小学校四年生の頃から、私は最寄りの駅近くの学習塾に通い始めた。
 そこでの先生の教え方は、小学校のように回りくどくなく、コツを上手に教えてくれたので、私の成績は思いの外グングン伸びて、先生にも可愛がられたし、友達もたくさんできた。
 学校で孤立しているとか、そういった偏見もない他校の女の子たちと仲良くなった。特に、お姉さんタイプで活発なMさんという子に好かれた。今思い返せば、アメリカニュージャージーに住んでいた頃の「ようこちゃん」と少し雰囲気が似ていたような子だった。ようこちゃんをもっと元気一杯にした感じで、その子の周りには私よりずっとませた感じの女の子がいつもいたが、私は彼女に何故か好かれていて、よく声をかけてもらっていた。
 塾からの旅行でも、誰か彼かが常に隣りにいてくれて、退屈せずに楽しんだが、夜のまくら投げは、特にMさんと盛り上がり、いつの間にか彼女のカメラにも嬉しそうにまくら投げをする私の姿がおさまっていて、その写真を旅行後にくれたことがある。
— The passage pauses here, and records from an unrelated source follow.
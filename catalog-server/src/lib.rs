//! Catalog Server - 多租户在线目录平台服务端
//!
//! # 架构概述
//!
//! 本模块是 Catalog Server 的主入口，提供以下核心功能：
//!
//! - **数据库** (`db`): 嵌入式 SurrealDB 文档存储 (catalogs / products / categories / clients)
//! - **目录核心** (`catalog`): slug 解析、商品过滤、统计聚合、会话状态
//! - **HTTP API** (`api`): 公开目录接口 + 管理端 RESTful API
//! - **服务** (`services`): 目录事件钩子、孤儿商品诊断
//!
//! # 模块结构
//!
//! ```text
//! catalog-server/src/
//! ├── core/          # 配置、状态、服务器、错误
//! ├── catalog/       # slug / resolver / filter / session / stats
//! ├── db/            # 数据库层 (models + repository)
//! ├── api/           # HTTP 路由和处理器
//! ├── routes/        # 路由组装和中间件栈
//! ├── services/      # 事件钩子、诊断
//! └── utils/         # 错误类型、日志
//! ```

pub mod api;
pub mod catalog;
pub mod core;
pub mod db;
pub mod middleware;
pub mod routes;
pub mod services;
pub mod utils;

// Re-export 公共类型
pub use catalog::{CatalogResolver, CatalogSession, CatalogView};
pub use core::{Config, Server, ServerState};
pub use utils::{AppError, AppResult};

// Re-export logger functions
pub use utils::logger::{init_logger, init_logger_with_file};

/// 设置运行环境 (dotenv + 日志)
///
/// 必须在 [`Config::from_env`] 之前调用，确保 .env 文件中的变量已加载
pub fn setup_environment() -> Result<(), Box<dyn std::error::Error>> {
    // Load .env if present; missing file is not an error
    let _ = dotenv::dotenv();

    let log_level = std::env::var("LOG_LEVEL").ok();
    let log_dir = std::env::var("LOG_DIR").ok();
    init_logger_with_file(log_level.as_deref(), log_dir.as_deref());

    Ok(())
}

pub fn print_banner() {
    println!(
        r#"
   ______      __        __
  / ____/___ _/ /_____ _/ /___  ____ _
 / /   / __ `/ __/ __ `/ / __ \/ __ `/
/ /___/ /_/ / /_/ /_/ / / /_/ / /_/ /
\____/\__,_/\__/\__,_/_/\____/\__, /
                             /____/
    "#
    );
}
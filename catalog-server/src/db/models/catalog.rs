//! Catalog Model

use super::serde_thing;
use chrono::{DateTime, Utc};
use serde::{Deserialize, Serialize};
use surrealdb::sql::Thing;

pub type CatalogId = Thing;

/// Visual theme for the public catalog page
#[derive(Debug, Clone, Serialize, Deserialize)]
#[serde(rename_all = "camelCase")]
pub struct CatalogTheme {
    pub primary_color: String,
    pub secondary_color: String,
    #[serde(skip_serializing_if = "Option::is_none")]
    pub font_family: Option<String>,
    #[serde(skip_serializing_if = "Option::is_none")]
    pub banner_image: Option<String>,
}

/// Catalog model
///
/// slug 全局唯一，在仓储层写入时强制校验。
/// 商品集合不内嵌，通过 products.catalogId 关联查询。
#[derive(Debug, Clone, Serialize, Deserialize)]
#[serde(rename_all = "camelCase")]
pub struct Catalog {
    #[serde(
        default,
        with = "serde_thing::option",
        skip_serializing_if = "Option::is_none"
    )]
    pub id: Option<CatalogId>,
    pub name: String,
    /// URL-safe unique key, derived from name (see `catalog::slug`)
    pub slug: String,
    /// Owning client identifier
    pub client_id: String,
    #[serde(default)]
    pub description: String,
    #[serde(skip_serializing_if = "Option::is_none")]
    pub logo: Option<String>,
    #[serde(skip_serializing_if = "Option::is_none")]
    pub theme: Option<CatalogTheme>,
    pub created_at: DateTime<Utc>,
    pub updated_at: DateTime<Utc>,
}

#[derive(Debug, Clone, Serialize, Deserialize)]
#[serde(rename_all = "camelCase")]
pub struct CatalogCreate {
    pub name: String,
    /// Explicit slug; derived from name when absent
    pub slug: Option<String>,
    pub client_id: String,
    pub description: Option<String>,
    pub logo: Option<String>,
    pub theme: Option<CatalogTheme>,
}

#[derive(Debug, Clone, Serialize, Deserialize)]
#[serde(rename_all = "camelCase")]
pub struct CatalogUpdate {
    #[serde(skip_serializing_if = "Option::is_none")]
    pub name: Option<String>,
    #[serde(skip_serializing_if = "Option::is_none")]
    pub slug: Option<String>,
    #[serde(skip_serializing_if = "Option::is_none")]
    pub client_id: Option<String>,
    #[serde(skip_serializing_if = "Option::is_none")]
    pub description: Option<String>,
    #[serde(skip_serializing_if = "Option::is_none")]
    pub logo: Option<String>,
    #[serde(skip_serializing_if = "Option::is_none")]
    pub theme: Option<CatalogTheme>,
}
 そして、学校の勉強の補助、という役割をしていた学習塾で成績が伸びた私は、五年生の頃に、進学塾に通い始めた。
 何駅か電車に乗って通わなければならない進学塾で、今でも印象に残る友達がいる。その子も、名字こそ違うが、イニシャルは学習塾の時につかず離れずいてくれたMさんと一緒で、その子もMさん。でも、彼女は大人しいタイプ、帰国後に入った最初の日本の小学校で知り合ったCさんや、転校した学校で知り合い、間もなく引っ越してしまったAさんとタイプが似ていた。
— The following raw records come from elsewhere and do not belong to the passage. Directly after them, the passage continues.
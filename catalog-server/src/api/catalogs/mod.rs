//! Catalog API 模块

mod handler;

use axum::{
    Router,
    routing::get,
};

use crate::core::ServerState;

pub fn router() -> Router<ServerState> {
    Router::new().nest("/api/catalogs", routes())
}

fn routes() -> Router<ServerState> {
    Router::new()
        .route("/", get(handler::list).post(handler::create))
        // Slug lookup (must be before /{id} to avoid path conflicts)
        .route("/by-slug/{slug}", get(handler::get_by_slug))
        .route(
            "/{id}",
            get(handler::get_by_id)
                .put(handler::update)
                .delete(handler::delete),
        )
        // Dashboard summary for one catalog
        .route("/{id}/stats", get(handler::stats))
        // Nested product / category collections
        .route(
            "/{id}/products",
            get(super::products::handler::list_by_catalog).post(super::products::handler::create),
        )
        .route(
            "/{id}/categories",
            get(super::categories::handler::list_by_catalog)
                .post(super::categories::handler::create),
        )
}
 授業中や他の休憩時間に特にベタベタするわけでもないが、Mさんは私のことを気に入ってくれていて、塾に着くまでの時間に一緒になると、かなり親密に色々な話をした。よく、読んだ本、雑誌や漫画の話をしてくれたような気がする。その中で、五年生女子が気になるような話題は、占いだとかおまじない。お互いが食いついたおまじないは、今思えばちょっと気持ち悪いことなのだが(笑)、赤いハンカチの中に、お互いの髪の毛を一本入れておくと、ずっと縁が切れないよというもの。しつこいが、小学五年生女子である。思春期入口の女の子がそういうおまじないだとか占いだとかを知り始め、信じたがるのは当然のことなのかもしれない。内緒のことでワクワクする年頃で、私たちは、次に会う時、塾の前に珍しくわざわざ待ち合わせをして、赤いハンカチを用意し、お互いの髪の毛を一本入れ合った。ちょっとした誓いのような気分で、とても印象的な出来事だった。
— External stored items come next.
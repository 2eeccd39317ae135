//! 持久化存储测试
//!
//! 非模拟模式：RocksDB 落盘后重新打开，数据仍在。

use catalog_server::Config;
use catalog_server::db::DbService;
use catalog_server::db::models::{CatalogCreate, ClientCreate};
use catalog_server::db::repository::{CatalogRepository, ClientRepository};

#[tokio::test]
async fn catalog_survives_reopen() {
    let work_dir = tempfile::tempdir().expect("tempdir");
    let config = Config::with_overrides(work_dir.path().to_string_lossy(), 0, false);
    config
        .ensure_work_dir_structure()
        .expect("work dir structure");

    // 首次打开：写入一个客户和一个目录
    {
        let service = DbService::open(&config).await.expect("open db");

        let client = ClientRepository::new(service.db.clone())
            .create(ClientCreate {
                name: "Cliente Persistente".into(),
                email: "persist@example.com".into(),
                phone: None,
                company: None,
            })
            .await
            .expect("create client");

        CatalogRepository::new(service.db.clone())
            .create(CatalogCreate {
                name: "Tienda Persistente".into(),
                slug: None,
                client_id: client.id.as_ref().map(|t| t.to_string()).unwrap(),
                description: None,
                logo: None,
                theme: None,
            })
            .await
            .expect("create catalog");
    } // drop releases the RocksDB lock

    // 重新打开：slug 查询命中同一条记录
    let service = DbService::open(&config).await.expect("reopen db");
    let found = CatalogRepository::new(service.db.clone())
        .find_by_slug("tienda-persistente")
        .await
        .expect("query")
        .expect("catalog persisted");

    assert_eq!(found.name, "Tienda Persistente");
    assert_eq!(found.slug, "tienda-persistente");
}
 彼女は、身体が丈夫じゃなかったのか、顔色が普段からあまり良くなくて、声もかぼそくて、弱々しい感じに見えた。塾からの旅行でも、船酔いをし、ずっと特別室で横になっていたが、お互い、特に声をかけあわず、ただ私は一度お見舞いに顔を出しただけだった。もう少し何か声をかけたりすれば良かった。何しろ慰めることが下手で、一人の友達に執着するのも苦手な私である。幼い頃は、特にそういうことが露骨だったようで、決まった友達と常に行動を共にするということができなかった。
 その後、彼女は塾をやめてしまい、それっきり。
 今頃何をしているのだろう。色が白くて、か弱そうな彼女にも、今どうしているのかな、会ってみたいなと、強烈な印象と共に時々思い出す。